As for the homoerotic tendencies in Jahnn’s writings, including The Living Are Few, The Dead Many, they could be contrasted sharply with Jean Genet’s mythopoetic sailors in the excellent Querelle of Brest, between whom tenderness and brutality are exchanged in equal sexualized measure. Jahnn’s sailors, even when forced to strip naked for inspection, are reduced to being company inventory in point form:

And on the strength of his anatomy the supercargo constructed the characteristics of the man, so to say extraneously. His potentialities. The complications in his future. Waldemar Strunck could not control his astonishment. A group of young men were being reduced to so many cadavers. And they seemed to consist only of deficiencies, were maimed in body and soul. Scarcely a ray of light fell into the darkness of their flesh. Stupid men, that was the best predicate the supercargo could give them, simple, thoughtless, duty-ridden.

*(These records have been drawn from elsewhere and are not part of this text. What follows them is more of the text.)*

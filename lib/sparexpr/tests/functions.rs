//! End-to-end evaluation tests: one expression applied to one binding row.

use oxrdf::vocab::xsd;
use oxrdf::{Literal, NamedNode, Term};
use oxsdatatypes::{DateTime, DayTimeDuration};
use sparexpr::{
    BinaryOperator, Clock, Expression, ExpressionEvaluator, GeneratorFunction, UnaryFunction,
    VariableBindings,
};
use std::sync::Mutex;

const OWL_RATIONAL: &str = "http://www.w3.org/2002/07/owl#rational";
const WKT_LITERAL: &str = "http://www.opengis.net/ont/geosparql#wktLiteral";
const GML_LITERAL: &str = "http://www.opengis.net/ont/geosparql#gmlLiteral";

fn empty_row() -> VariableBindings {
    VariableBindings::new()
}

fn double(value: &str) -> Expression {
    Literal::new_typed_literal(value, xsd::DOUBLE).into()
}

fn rational(value: &str) -> Expression {
    Literal::new_typed_literal(value, NamedNode::new_unchecked(OWL_RATIONAL)).into()
}

fn date_time(value: &str) -> Expression {
    Literal::new_typed_literal(value, xsd::DATE_TIME).into()
}

fn wkt(value: &str) -> Expression {
    Literal::new_typed_literal(value, NamedNode::new_unchecked(WKT_LITERAL)).into()
}

fn unary(function: UnaryFunction, argument: impl Into<Expression>) -> Expression {
    Expression::unary(function, argument.into()).unwrap()
}

fn binary(
    operator: BinaryOperator,
    left: impl Into<Expression>,
    right: impl Into<Expression>,
) -> Expression {
    Expression::binary(operator, left.into(), right.into()).unwrap()
}

#[test]
fn math_promotes_rationals_and_emits_doubles() {
    let a = double("5.1");
    let b = rational("50/2");

    let ceil = unary(UnaryFunction::Ceil, binary(BinaryOperator::Add, a.clone(), b.clone()));
    assert_eq!(
        ceil.apply(&empty_row()),
        Some(Literal::new_typed_literal("31", xsd::DOUBLE).into())
    );

    let round = unary(
        UnaryFunction::Round,
        binary(BinaryOperator::Subtract, a, b),
    );
    assert_eq!(
        round.apply(&empty_row()),
        Some(Literal::new_typed_literal("-20", xsd::DOUBLE).into())
    );
}

#[test]
fn math_over_non_numeric_operands_abstains() {
    assert_eq!(
        unary(UnaryFunction::Ceil, Expression::from("five")).apply(&empty_row()),
        None
    );
    assert_eq!(
        unary(
            UnaryFunction::Ceil,
            Expression::variable("missing").unwrap()
        )
        .apply(&empty_row()),
        None
    );
    // One absent operand silences the whole tree
    assert_eq!(
        binary(
            BinaryOperator::Add,
            double("1"),
            Expression::variable("missing").unwrap()
        )
        .apply(&empty_row()),
        None
    );
}

#[test]
fn date_time_components_are_integers() {
    let instant = date_time("2022-01-15T10:30:00.000Z");

    for (function, expected) in [
        (UnaryFunction::Year, "2022"),
        (UnaryFunction::Month, "1"),
        (UnaryFunction::Day, "15"),
        (UnaryFunction::Hours, "10"),
        (UnaryFunction::Minutes, "30"),
        (UnaryFunction::Seconds, "0"),
    ] {
        assert_eq!(
            unary(function, instant.clone()).apply(&empty_row()),
            Some(Literal::new_typed_literal(expected, xsd::INTEGER).into()),
            "{function:?}"
        );
    }
}

#[test]
fn seconds_truncate_fractions() {
    assert_eq!(
        unary(UnaryFunction::Seconds, date_time("2022-01-15T10:30:05.75Z")).apply(&empty_row()),
        Some(Literal::new_typed_literal("5", xsd::INTEGER).into())
    );
}

#[test]
fn timezone_of_utc_is_the_zero_duration() {
    assert_eq!(
        unary(UnaryFunction::Timezone, date_time("2022-01-15T10:30:00.000Z"))
            .apply(&empty_row()),
        Some(Literal::new_typed_literal("PT0S", xsd::DURATION).into())
    );
    // No timezone, no value
    assert_eq!(
        unary(UnaryFunction::Timezone, date_time("2022-01-15T10:30:00")).apply(&empty_row()),
        None
    );
}

#[test]
fn date_functions_reject_other_datatypes() {
    assert_eq!(
        unary(UnaryFunction::Year, Expression::from("2022")).apply(&empty_row()),
        None
    );
    assert_eq!(
        unary(UnaryFunction::Year, double("2022")).apply(&empty_row()),
        None
    );
}

#[test]
fn geometry_dimension() {
    assert_eq!(
        unary(UnaryFunction::Dimension, wkt("POINT (1 2)")).apply(&empty_row()),
        Some(Literal::new_typed_literal("0", xsd::INTEGER).into())
    );
    assert_eq!(
        unary(UnaryFunction::Dimension, wkt("LINESTRING (0 0, 2 3)")).apply(&empty_row()),
        Some(Literal::new_typed_literal("1", xsd::INTEGER).into())
    );
}

#[test]
fn envelope_of_a_collection_covers_all_members() {
    use geo::{BoundingRect, Geometry, coord};
    use wkt::TryFromWkt;

    let expression = unary(
        UnaryFunction::Envelope,
        wkt("GEOMETRYCOLLECTION (LINESTRING (0 0, 2 3), POINT (5 1))"),
    );
    let Some(Term::Literal(literal)) = expression.apply(&empty_row()) else {
        panic!("the envelope is not a literal");
    };
    assert_eq!(literal.datatype().as_str(), WKT_LITERAL);

    let envelope = Geometry::try_from_wkt_str(literal.value()).unwrap();
    let Geometry::Polygon(polygon) = &envelope else {
        panic!("{envelope:?} is not a polygon");
    };
    let ring = &polygon.exterior().0;
    assert_eq!(ring.len(), 5, "the ring must be closed over 5 coordinates");
    assert_eq!(ring.first(), ring.last());
    assert_eq!(
        envelope.bounding_rect().unwrap(),
        geo::Rect::new(coord! { x: 0., y: 0. }, coord! { x: 5., y: 3. })
    );
}

#[test]
fn gml_operands_are_never_coerced() {
    let gml: Expression = Literal::new_typed_literal(
        "<gml:Point><gml:pos>1 2</gml:pos></gml:Point>",
        NamedNode::new_unchecked(GML_LITERAL),
    )
    .into();
    assert_eq!(unary(UnaryFunction::Dimension, gml.clone()).apply(&empty_row()), None);
    assert_eq!(unary(UnaryFunction::Envelope, gml).apply(&empty_row()), None);
}

#[test]
fn empty_geometries_keep_their_shape() {
    assert_eq!(
        unary(UnaryFunction::IsEmpty, wkt("LINESTRING EMPTY")).apply(&empty_row()),
        Some(Literal::new_typed_literal("true", xsd::BOOLEAN).into())
    );
    let Some(Term::Literal(envelope)) =
        unary(UnaryFunction::Envelope, wkt("LINESTRING EMPTY")).apply(&empty_row())
    else {
        panic!("the envelope is not a literal");
    };
    assert_eq!(envelope.value().trim(), "LINESTRING EMPTY");
}

#[test]
fn geometry_type_is_a_simple_features_class() {
    assert_eq!(
        unary(UnaryFunction::GeometryType, wkt("POINT (1 2)")).apply(&empty_row()),
        Some(NamedNode::new_unchecked("http://www.opengis.net/ont/sf#Point").into())
    );
}

#[test]
fn generators_never_repeat() {
    let row = empty_row();
    for function in [
        GeneratorFunction::Now,
        GeneratorFunction::Uuid,
        GeneratorFunction::StrUuid,
        GeneratorFunction::BNode,
        GeneratorFunction::Rand,
    ] {
        let expression = Expression::Generator(function);
        let first = expression.apply(&row).unwrap();
        let second = expression.apply(&row).unwrap();
        assert_ne!(first, second, "{function:?} repeated {first}");
    }
}

#[test]
fn uuid_generators_have_the_right_shape() {
    let row = empty_row();
    let Some(Term::NamedNode(uuid)) =
        Expression::Generator(GeneratorFunction::Uuid).apply(&row)
    else {
        panic!("UUID() must mint a resource");
    };
    assert!(uuid.as_str().starts_with("urn:uuid:"), "{uuid}");

    let Some(Term::Literal(str_uuid)) =
        Expression::Generator(GeneratorFunction::StrUuid).apply(&row)
    else {
        panic!("STRUUID() must mint a literal");
    };
    assert_eq!(str_uuid.value().len(), 36);

    assert!(matches!(
        Expression::Generator(GeneratorFunction::BNode).apply(&row),
        Some(Term::BlankNode(_))
    ));
}

struct SteppingClock {
    seconds: Mutex<i64>,
}

impl Clock for SteppingClock {
    fn now(&self) -> DateTime {
        let mut seconds = self.seconds.lock().unwrap();
        *seconds += 1;
        "2024-01-01T00:00:00Z"
            .parse::<DateTime>()
            .unwrap()
            .checked_add_day_time_duration(DayTimeDuration::new(*seconds))
            .unwrap()
    }
}

#[test]
fn the_time_source_is_injectable() {
    let evaluator = ExpressionEvaluator::with_clock(SteppingClock {
        seconds: Mutex::new(0),
    });
    let now = Expression::Generator(GeneratorFunction::Now);
    assert_eq!(
        evaluator.evaluate(&now, &empty_row()),
        Some(Literal::new_typed_literal("2024-01-01T00:00:01Z", xsd::DATE_TIME).into())
    );
    assert_eq!(
        evaluator.evaluate(&now, &empty_row()),
        Some(Literal::new_typed_literal("2024-01-01T00:00:02Z", xsd::DATE_TIME).into())
    );
}

#[test]
fn variables_round_trip_through_the_row() {
    let row = VariableBindings::new().with(
        "?A",
        "\"5.1\"^^<http://www.w3.org/2001/XMLSchema#double>".to_owned(),
    );
    assert_eq!(
        Expression::variable("?A").unwrap().apply(&row),
        Some(Literal::new_typed_literal("5.1", xsd::DOUBLE).into())
    );
    // Names are case-sensitive
    assert_eq!(Expression::variable("?a").unwrap().apply(&row), None);
}

#[test]
fn constants_ignore_the_row() {
    let row = VariableBindings::new().with("?A", "1".to_owned());
    let term = Term::from(NamedNode::new_unchecked("http://example.com/a"));
    assert_eq!(
        Expression::constant(term.clone()).apply(&row),
        Some(term)
    );
}

#[test]
fn comparisons_stay_boolean() {
    assert_eq!(
        binary(BinaryOperator::Greater, double("5.1"), rational("50/2")).apply(&empty_row()),
        Some(Literal::new_typed_literal("false", xsd::BOOLEAN).into())
    );
    assert_eq!(
        binary(BinaryOperator::LessOrEqual, double("5.1"), rational("50/2"))
            .apply(&empty_row()),
        Some(Literal::new_typed_literal("true", xsd::BOOLEAN).into())
    );
    // Cross-space comparison abstains
    assert_eq!(
        binary(BinaryOperator::Less, double("5.1"), Expression::from("five"))
            .apply(&empty_row()),
        None
    );
}

#[test]
fn connectives_propagate_absence_strictly() {
    let unbound = Expression::variable("missing").unwrap();
    assert_eq!(
        binary(BinaryOperator::Or, Expression::from(true), unbound.clone())
            .apply(&empty_row()),
        None
    );
    assert_eq!(
        binary(BinaryOperator::And, Expression::from(false), unbound).apply(&empty_row()),
        None
    );
    assert_eq!(
        binary(BinaryOperator::Or, Expression::from(false), Expression::from(true))
            .apply(&empty_row()),
        Some(Literal::new_typed_literal("true", xsd::BOOLEAN).into())
    );
}

#[test]
fn string_functions_keep_language_tags() {
    let chat: Expression = Literal::new_language_tagged_literal_unchecked("chat", "fr").into();
    assert_eq!(
        unary(UnaryFunction::UCase, chat.clone()).apply(&empty_row()),
        Some(Literal::new_language_tagged_literal_unchecked("CHAT", "fr").into())
    );
    assert_eq!(
        unary(UnaryFunction::StrLen, chat.clone()).apply(&empty_row()),
        Some(Literal::new_typed_literal("4", xsd::INTEGER).into())
    );
    // Incompatible language tags make the arguments incomparable
    let maison: Expression = Literal::new_language_tagged_literal_unchecked("maison", "en").into();
    assert_eq!(
        binary(BinaryOperator::Contains, chat, maison).apply(&empty_row()),
        None
    );
}

#[test]
fn hashes_are_lowercase_hex() {
    assert_eq!(
        unary(UnaryFunction::Md5, Expression::from("abc")).apply(&empty_row()),
        Some(Literal::new_simple_literal("900150983cd24fb0d6963f7d28e17f72").into())
    );
}

#[test]
fn group_is_transparent_for_evaluation() {
    let sum = binary(BinaryOperator::Add, double("1"), double("2"));
    assert_eq!(
        Expression::group(sum).unwrap().apply(&empty_row()),
        Some(Literal::new_typed_literal("3", xsd::DOUBLE).into())
    );
}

Tension increases on the enigmatic voyage, as Gustave enters into a ‘quadrangle’ with his fiancée Ellena, his admirers among the all-male crew, and also the mysterious man known only for a long time as “the supercargo.” When he considers that Ellena may have strayed, even in her feelings, during his own absence, Gustave resorts to objective (and perhaps foreboding) philosophical speculations, tinged with Jahnn’s common sense of self-mortification:

Gustave recalled having seen, on the beach, how the he-crabs hurled themselves with a particular lust on the immature females and did not let up in their voluptuous ecstasy, even when the weaker creatures had expired. And he, as a boy, had picked up a stone and hurled it so that the shell had burst wide open across the living animal. And a liquid had run out of it. The shattered creature was trying to escape. The instinct of preservation was still in effect even after the fatal blow had fallen. The misguided animal chose a slow, torturous ebbing of life rather than the blows of a swift deliverance.

The idea of such a physical or even metaphysical wound that interferes with one’s enjoyment of existence is repeated in his stories as well as in The Ship. At one point, in a chapter that bears comparison with a novella by French Surrealist Robert Desnos, the sailors entertain themselves by telling lurid tales, including the delicious one about “Kebad Kenya,” which Jahnn had no qualms about recycling in this novel. To add to suspicion about their destination, this leads to speculation about the contents of the ship’s hold, in keeping with their grotesque stories:

Paul Raffzahn took it upon himself to draw a conclusion in one and the same breath – corpses or human beings were in those crates. Embalmed flesh or more voluptuous freight. That was why the freight cars had been so mysteriously sealed. That was why the customs officers had stood around on the quay, apparently with nothing to do. That was why the supercargo had to keep up such ironclad supervision, had had to beat up the men and dismiss them. Perhaps a sound had come out of one of the boxes. One could surmise all sorts of things.

Could a book be a floating tomb for more traditional literature, a baroque construction setting off, full of constructions that could also be tombs or containers for living beings? Jahnn’s first volume provides more questions than answers but for readers of English at least, those answers may rely on a daring publisher to take up the gauntlet and do a translation and re-release of the four book work called Shoreless River, what we must presume is the German masterpiece of Hans Henny Jahnn (excluding organ work of course).

* I owe a great debt to Sandra J. Huber, chief baroque architect of Dear Sir, and a talented writer in her own right, who first drew my attention to the works of Hans Henny Jahnn and did me the splendid courtesy of mailing me a copy of The Ship.